Para financiar seu plano de expansão e alongar o perfil de vencimento de suas obrigações, a companhia realizou a 21ª emissão de debêntures incentivadas, captando R$ 3,9 bilhões no mercado de renda fixa. O montante foi dividido em três séries: a 1ª série remunera CDI mais 0,55% ao ano e vence em 2030; a 2ª série paga CDI mais 0,60% com vencimento em 2031; e a 3ª série oferece CDI mais 0,84%, vencendo em 2035. Essa estratégia dilui o risco de refinanciamento e se beneficia de prazos mais extensos em um ciclo de juros ainda elevados. Com isso, a dívida líquida da Isa Energia somava R$ 15,37 bilhões no encerramento do 1T26, ligeiramente acima dos R$ 14,12 bilhões registrados ao fim de 2025, movimento natural dado o cronograma de desembolsos para novos leilões. Os investimentos (capex) no período totalizaram R$ 1,22 bilhão, incremento de 10,3% na base anual, direcionados principalmente à construção e energização de novas linhas e subestações.
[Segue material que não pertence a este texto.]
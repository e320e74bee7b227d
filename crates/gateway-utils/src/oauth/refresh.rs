use crate::error::UtilsError;
use crate::oauth::credentials::OAuthCredentials;
use parking_lot::Mutex;
use serde::Deserialize;
use std::collections::HashMap;
use std::time::{Duration, Instant};

/// Static description of a provider's HTTP refresh endpoint (spec.md §6
/// "Refresh endpoints"). `client_id` is sent as an extra form field when
/// present — Qwen requires it, Claude does not.
#[derive(Debug, Clone)]
pub struct RefreshEndpoint {
    pub token_url: String,
    pub client_id: Option<String>,
}

#[derive(Debug, Deserialize)]
struct TokenResponse {
    access_token: String,
    refresh_token: Option<String>,
    id_token: Option<String>,
    expires_in: i64,
    #[allow(dead_code)]
    token_type: Option<String>,
}

/// Tracks the last refresh attempt per provider so `minRefreshInterval`
/// (spec.md §4.D, default 30s) is enforced across callers sharing one
/// runtime, independent of the credential cache itself.
pub struct RefreshLimiter {
    min_interval: Duration,
    last_attempt: Mutex<HashMap<String, Instant>>,
}

impl RefreshLimiter {
    pub fn new(min_interval: Duration) -> Self {
        Self {
            min_interval,
            last_attempt: Mutex::new(HashMap::new()),
        }
    }

    /// Records an attempt and returns `Err(RateLimited)` if one happened too
    /// recently for this provider.
    pub fn check_and_record(&self, provider: &str) -> Result<(), UtilsError> {
        let mut guard = self.last_attempt.lock();
        let now = Instant::now();
        if let Some(last) = guard.get(provider) {
            if now.duration_since(*last) < self.min_interval {
                return Err(UtilsError::RateLimited);
            }
        }
        guard.insert(provider.to_string(), now);
        Ok(())
    }
}

/// Performs the HTTP `grant_type=refresh_token` exchange (spec.md §4.D
/// "Refresh protocol (HTTP)"), returning credentials with unrelated fields
/// carried over from `previous` (so the caller can merge into the on-disk
/// document without losing e.g. Claude's `subscriptionType`).
pub async fn refresh_via_http(
    client: &reqwest::Client,
    endpoint: &RefreshEndpoint,
    previous: &OAuthCredentials,
    now_ms: i64,
) -> Result<OAuthCredentials, UtilsError> {
    let refresh_token = previous
        .refresh_token
        .clone()
        .ok_or_else(|| UtilsError::other("no refresh token on file"))?;

    let mut form = vec![
        ("grant_type", "refresh_token".to_string()),
        ("refresh_token", refresh_token.clone()),
    ];
    if let Some(client_id) = &endpoint.client_id {
        form.push(("client_id", client_id.clone()));
    }

    let response = client.post(&endpoint.token_url).form(&form).send().await?;

    if response.status() == reqwest::StatusCode::BAD_REQUEST {
        return Err(UtilsError::RefreshRequired);
    }
    let response = response.error_status()?;
    let body: TokenResponse = response.json().await?;

    let misc = previous.misc.clone();

    Ok(OAuthCredentials {
        access_token: body.access_token,
        refresh_token: body.refresh_token.or(Some(refresh_token)),
        id_token: body.id_token.or_else(|| previous.id_token.clone()),
        expires_at: now_ms + body.expires_in * 1000,
        scopes: previous.scopes.clone(),
        misc,
    })
}

/// `reqwest::Response::error_for_status` by another name so call sites read
/// like the rest of the refresh protocol description (HTTP 400 handled
/// above, everything else in the 4xx/5xx range surfaced as a plain error).
trait ErrorStatusExt {
    fn error_status(self) -> Result<reqwest::Response, UtilsError>;
}

impl ErrorStatusExt for reqwest::Response {
    fn error_status(self) -> Result<reqwest::Response, UtilsError> {
        self.error_for_status().map_err(UtilsError::from)
    }
}
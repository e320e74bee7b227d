//! OpenAI binding for `gateway_core::Provider`, and a reusable `compat`
//! module for the many vendors that speak the same `/chat/completions`
//! wire shape (consumed directly by `gateway-provider-deepseek`).

pub mod compat;

use async_trait::async_trait;
use compat::{openai_chat_request, parse_openai_response};
use gateway_core::{ChatCompletionRequest, ChatResponse, GatewayError, Provider, ProviderSpec};

const DEFAULT_BASE_URL: &str = "https://api.openai.com/v1";

pub struct OpenAI {
    spec: ProviderSpec,
    http: reqwest::Client,
    base_url: String,
    api_key: String,
}

impl OpenAI {
    pub fn new(spec: ProviderSpec, api_key: impl Into<String>) -> Self {
        Self { spec, http: reqwest::Client::new(), base_url: DEFAULT_BASE_URL.to_string(), api_key: api_key.into() }
    }

    pub fn with_base_url(mut self, base_url: impl Into<String>) -> Self {
        self.base_url = base_url.into();
        self
    }
}

#[async_trait]
impl Provider for OpenAI {
    fn spec(&self) -> &ProviderSpec {
        &self.spec
    }

    async fn complete(&self, req: &ChatCompletionRequest) -> Result<ChatResponse, GatewayError> {
        req.validate()?;
        let builder = openai_chat_request(&self.http, &self.base_url, &self.api_key, req);
        let resp = builder.send().await?;
        parse_openai_response(resp).await
    }
}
Controle de Custos e Inovação Tecnológica

Os gastos com Pessoal, Materiais, Serviços e Outros (PMSO) fecharam o trimestre em R$ 177,7 milhões, variação modesta de 1,1% em relação ao ano anterior. A leve alta está diretamente associada à modernização da malha operacional: a empresa integrou soluções de inteligência artificial (IA) voltadas à análise de dados de inspeção e ao planejamento preditivo de manutenção. Embora gere impacto pontual nos custos correntes, a implementação de ferramentas de IA tende a reduzir paradas não programadas, otimizar alocação de equipes e estender a vida útil dos ativos, resultando em ganhos de eficiência de médio e longo prazo.

Histórico de Retorno e Comparativo de Mercado

Em uma análise de desempenho de longo prazo, dados do Investidor10 indicam que um aporte de R$ 1.000 em ações da Isa Energia Brasil há dez anos teria se transformado em R$ 4.500,30 hoje, considerando a estratégia de reinvestimento automático de dividendos. No mesmo intervalo e sob as mesmas condições, o índice Ibovespa teria retornado R$ 3.531,70. A superioridade relativa da Isa reforça o caráter de ativo de renda passiva e a consistência da política de distribuição de resultados, atributos historicamente valorizados por investidores que buscam proteção inflacionária e fluxo de caixa recorrente.

O que muda para investidores

Os números do 1T26 consolidam um cenário de execução disciplinada pela gestão. A manutenção do ROE próximo a 20%, aliada à expansão de margem EBITDA, sinaliza que a entrada do Bloco Piraquê 2 e a maturação de leilões anteriores já estão traduzindo em fluxo de caixa operacional. Para o mercado, a captação de R$ 3,9 bilhões em debêntures com vencimentos escalonados até 2035 oferece visibilidade sobre a capacidade de alavancagem controlada, reduzindo o risco de rolagem de dívida em janelas de volatilidade. Investidores devem monitorar, contudo, o ritmo de desembolsos de capex frente à evolução da taxa básica de juros e os eventuais impactos regulatórios na metodologia de cálculo da RAP. No curto prazo, a combinação de previsibilidade tarifária, eficiência operacional via IA e remuneração atrativa de capital mantém o ativo relevante para carteiras focadas em utilidade pública e dividendos sustentáveis, conforme acompanhamento editorial do Ativo Virtual.